Иван хмурился, говорил мужикам неулыбчиво, без жалости, что поставил бабе своей «фонарь», чтобы помалкивала, не лезла не в своё, а в следующую субботу повторит. Для порядка. Урезонивать было бесполезно. Авторитетов в этом вопросе для него не было.

Сын и дочь, погодки, семи и восьми лет, угрюмо наблюдали за расправой, таились, привыкали с детства к жестокости и лукавой неискренности улыбок. Росли, зрея для мести.

Иван приползал в воскресенье «на веранду», в местную пивнушку, к открытию, к полудню. Праздничной одежды не признавал. Вечно несносимой рабочей робе. Когда-то синей, давно не новой, но аккуратной. Майка серая под ней. Роба оттопыривалась по бокам, видны синие трусы, если стоишь рядом.

Прижимист, просил взаймы у всех подряд, а поскольку вокруг были такие же бедняки, ему не давали. Однако и у него уже было неудобно просить. Работал на опережение. Хитрил, конечно, потому что «халтурил», где только мог, не считаясь со временем, но, в отличие от других, спиртное в расплату брал крайне редко. Денег просил.
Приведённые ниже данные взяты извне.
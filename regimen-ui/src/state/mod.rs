//! State Management
//!
//! Session state for the planner and chat, owned by the component tree.

pub mod session;

pub use session::{
    provide_session_state, ChatMessage, ChatRole, MealPlan, NutritionResult, ProfileForm,
    SessionState, UserContext, WorkoutPlan,
};
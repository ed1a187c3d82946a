//! Feature extraction integration tests
//!
//! Exercises the full waveform-to-vector path on synthetic signals.

use moodsense::audio::{AudioSignal, TARGET_SAMPLE_RATE};
use moodsense::features::{self, FEATURE_DIM};

fn sine_signal(frequency: f32, duration_secs: f32, amplitude: f32) -> AudioSignal {
    let num_samples = (duration_secs * TARGET_SAMPLE_RATE as f32) as usize;
    let samples = (0..num_samples)
        .map(|i| {
            let t = i as f32 / TARGET_SAMPLE_RATE as f32;
            (2.0 * std::f32::consts::PI * frequency * t).sin() * amplitude
        })
        .collect();
    AudioSignal::new(samples, TARGET_SAMPLE_RATE)
}

#[test]
fn sine_tone_produces_full_finite_vector() {
    let vector = features::extract(&sine_signal(220.0, 2.0, 0.5));
    let values = vector.as_slice();

    assert_eq!(values.len(), FEATURE_DIM);
    for (slot, &value) in values.iter().enumerate() {
        assert!(value.is_finite(), "Slot {} not finite: {}", slot, value);
    }
}

#[test]
fn sine_tone_pitch_mean_matches_frequency() {
    let vector = features::extract(&sine_signal(220.0, 2.0, 0.5));
    let pitch_mean = vector.as_slice()[0];

    assert!(
        (pitch_mean - 220.0).abs() < 5.0,
        "Expected pitch mean near 220 Hz, got {}",
        pitch_mean
    );
}

#[test]
fn steady_tone_has_low_pitch_spread() {
    let vector = features::extract(&sine_signal(220.0, 2.0, 0.5));
    let pitch_std = vector.as_slice()[1];
    let pitch_range = vector.as_slice()[2];

    assert!(pitch_std < 5.0, "Pitch std too high for steady tone: {}", pitch_std);
    assert!(pitch_range < 20.0, "Pitch range too wide for steady tone: {}", pitch_range);
}

#[test]
fn extraction_is_deterministic() {
    let signal = sine_signal(220.0, 1.0, 0.5);

    let first = features::extract(&signal);
    let second = features::extract(&signal);
    assert_eq!(first, second);
}

#[test]
fn zero_duration_input_yields_zero_speech_rate() {
    let vector = features::extract(&AudioSignal::new(Vec::new(), TARGET_SAMPLE_RATE));

    assert_eq!(vector.speech_rate(), 0.0);
    assert_eq!(vector.as_slice().len(), FEATURE_DIM);
    assert!(vector.as_slice().iter().all(|v| v.is_finite()));
}

#[test]
fn silent_input_yields_zero_speech_rate() {
    let silence = AudioSignal::new(
        vec![0.0; 2 * TARGET_SAMPLE_RATE as usize],
        TARGET_SAMPLE_RATE,
    );
    let vector = features::extract(&silence);

    assert_eq!(vector.speech_rate(), 0.0);
    assert!(vector.as_slice().iter().all(|v| v.is_finite()));
}

#[test]
fn speech_rate_counts_bursts_per_second() {
    // Three half-second bursts separated by half-second silences: 3 segments
    // over 3 seconds of audio
    let burst = sine_signal(220.0, 0.5, 0.5).samples;
    let gap = vec![0.0f32; (0.5 * TARGET_SAMPLE_RATE as f32) as usize];

    let mut samples = Vec::new();
    for _ in 0..3 {
        samples.extend_from_slice(&burst);
        samples.extend_from_slice(&gap);
    }
    let vector = features::extract(&AudioSignal::new(samples, TARGET_SAMPLE_RATE));

    assert!(
        (vector.speech_rate() - 1.0).abs() < 1e-6,
        "Expected speech rate 1.0, got {}",
        vector.speech_rate()
    );
}

#[test]
fn brighter_signal_has_higher_centroid_and_zcr() {
    let dark = features::extract(&sine_signal(200.0, 1.0, 0.5));
    let bright = features::extract(&sine_signal(4000.0, 1.0, 0.5));

    assert!(
        bright.as_slice()[7] > dark.as_slice()[7],
        "Expected higher centroid for bright signal: {} vs {}",
        bright.as_slice()[7],
        dark.as_slice()[7]
    );
    assert!(
        bright.as_slice()[9] > dark.as_slice()[9],
        "Expected higher ZCR for bright signal: {} vs {}",
        bright.as_slice()[9],
        dark.as_slice()[9]
    );
}

#[test]
fn louder_signal_has_higher_intensity() {
    let quiet = features::extract(&sine_signal(220.0, 1.0, 0.05));
    let loud = features::extract(&sine_signal(220.0, 1.0, 0.5));

    assert!(
        loud.as_slice()[3] > quiet.as_slice()[3],
        "Expected higher intensity mean: {} vs {}",
        loud.as_slice()[3],
        quiet.as_slice()[3]
    );
}
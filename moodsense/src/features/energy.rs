//! Time-domain features: frame RMS energy, silence segmentation, zero crossings.

/// Frame-wise RMS energy.
///
/// Frames of `frame_len` samples advance by `hop`; a signal shorter than one
/// frame yields a single partial frame. An empty signal yields no frames.
pub fn frame_rms(samples: &[f32], frame_len: usize, hop: usize) -> Vec<f32> {
    frame_ranges(samples.len(), frame_len, hop)
        .into_iter()
        .map(|(start, end)| {
            let frame = &samples[start..end];
            let sum_squares: f64 = frame.iter().map(|&s| (s as f64).powi(2)).sum();
            (sum_squares / frame.len() as f64).sqrt() as f32
        })
        .collect()
}

/// Count contiguous runs of frames louder than `threshold_db` below the peak
/// frame RMS.
///
/// An all-silent signal (peak RMS 0) has no active segments.
pub fn count_active_segments(rms: &[f32], threshold_db: f32) -> usize {
    let peak = rms.iter().cloned().fold(0.0f32, f32::max);
    if peak <= 0.0 {
        return 0;
    }

    let threshold = peak * db_to_linear(-threshold_db.abs());

    let mut segments = 0;
    let mut in_segment = false;
    for &value in rms {
        if value >= threshold {
            if !in_segment {
                segments += 1;
                in_segment = true;
            }
        } else {
            in_segment = false;
        }
    }
    segments
}

/// Mean zero-crossing rate across frames (fraction of sample pairs that
/// change sign within each frame).
pub fn mean_zero_crossing_rate(samples: &[f32], frame_len: usize, hop: usize) -> f32 {
    let ranges = frame_ranges(samples.len(), frame_len, hop);
    if ranges.is_empty() {
        return 0.0;
    }

    let mut total = 0.0f64;
    for (start, end) in &ranges {
        let frame = &samples[*start..*end];
        if frame.len() < 2 {
            continue;
        }
        let crossings = frame
            .windows(2)
            .filter(|w| (w[0] >= 0.0) != (w[1] >= 0.0))
            .count();
        total += crossings as f64 / frame.len() as f64;
    }
    (total / ranges.len() as f64) as f32
}

/// Start/end sample indices for each analysis frame.
pub(crate) fn frame_ranges(len: usize, frame_len: usize, hop: usize) -> Vec<(usize, usize)> {
    if len == 0 || frame_len == 0 || hop == 0 {
        return Vec::new();
    }
    if len <= frame_len {
        return vec![(0, len)];
    }
    let n_frames = (len - frame_len) / hop + 1;
    (0..n_frames)
        .map(|i| (i * hop, i * hop + frame_len))
        .collect()
}

fn db_to_linear(db: f32) -> f32 {
    10.0f32.powf(db / 20.0)
}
Сидел под навесом, пил мутноватое пиво, громко чвякал, обсасывал плавнички, рёбрышки вяленой рыбёшки тщательно перебирал, смаковал. Любил поджечь спичкой плавательный пузырь. Грязновато-серый, двумя разновеликими мешочками, заострённый с концов, перетянутый посередине, натягивался над пламенем, лопался, издавал лёгкий звук. Потом съёживался, темнел грязью неопрятного жира. Иван обжигал пальцы, заскорузлые, сплющенные работой, тряс догорающую спичку, усиленно дул на руку. Вонь знатная. Он не замечал.

Иван долго мог жевать пузырь. Упрётся взглядом в одну точку, кажется, сейчас в том месте задымится и дырка появится. Плотный брикетик коричневой икры оставлял к концу застолья. Любил очень. Говорил, что и «мармелада никакого не надо»! Потом смотрел задумчиво на стремительную воду реки. Она в этом месте сужалась, делала крутой поворот влево. Течение сильное, посередине буруны переплясывали, словно бегун кивал головой, тряс мокрым чубом.

На другой стороне огромное дерево черёмухи нависало над самой водой. Много было крупной ягоды, чёрными точками зрачков, висели гроздьями. Горьковато-терпкие, вязкие, быстро набивали оскомину.

Иван любил эти ягоды. Их было много и бесплатно.

Место называлось «Татарский пролив». Когда-то тут опрокинулся на вёрткой лодке после ледохода лихой татарин Ахметка. Спешил порыбачить в весенней воде. Повернулся неловко. Мгновенно затонул. Крикнуть не успел. Потом долго искали в мутной воде.

Река равнодушно избавилась, вынесла на городской пляж распухшее, обезображенное тело далеко от этого места.

Володька только научился плавать прошлым летом, на спор поплыл на тот «бок», так говорили пацаны, наелся черёмухи. Косточки, как блохи, мякоти чуть, зубы почернели, словно запечатал рот пастой вязкой ягоды.

И поплыл сажёнками назад. Один, отчаянный.

Посередине, там, где буруны плясали, развернулся резко, хлебнул изрядно воды и запаниковал. Руки отяжелели враз, в голове шум, несёт беспощадная силища воды, тащит на спине, не спрашивая, в широкое место, откуда долго к берегу плыть, да и вряд ли сумеешь. Не всякому взрослому под силу. Погибель.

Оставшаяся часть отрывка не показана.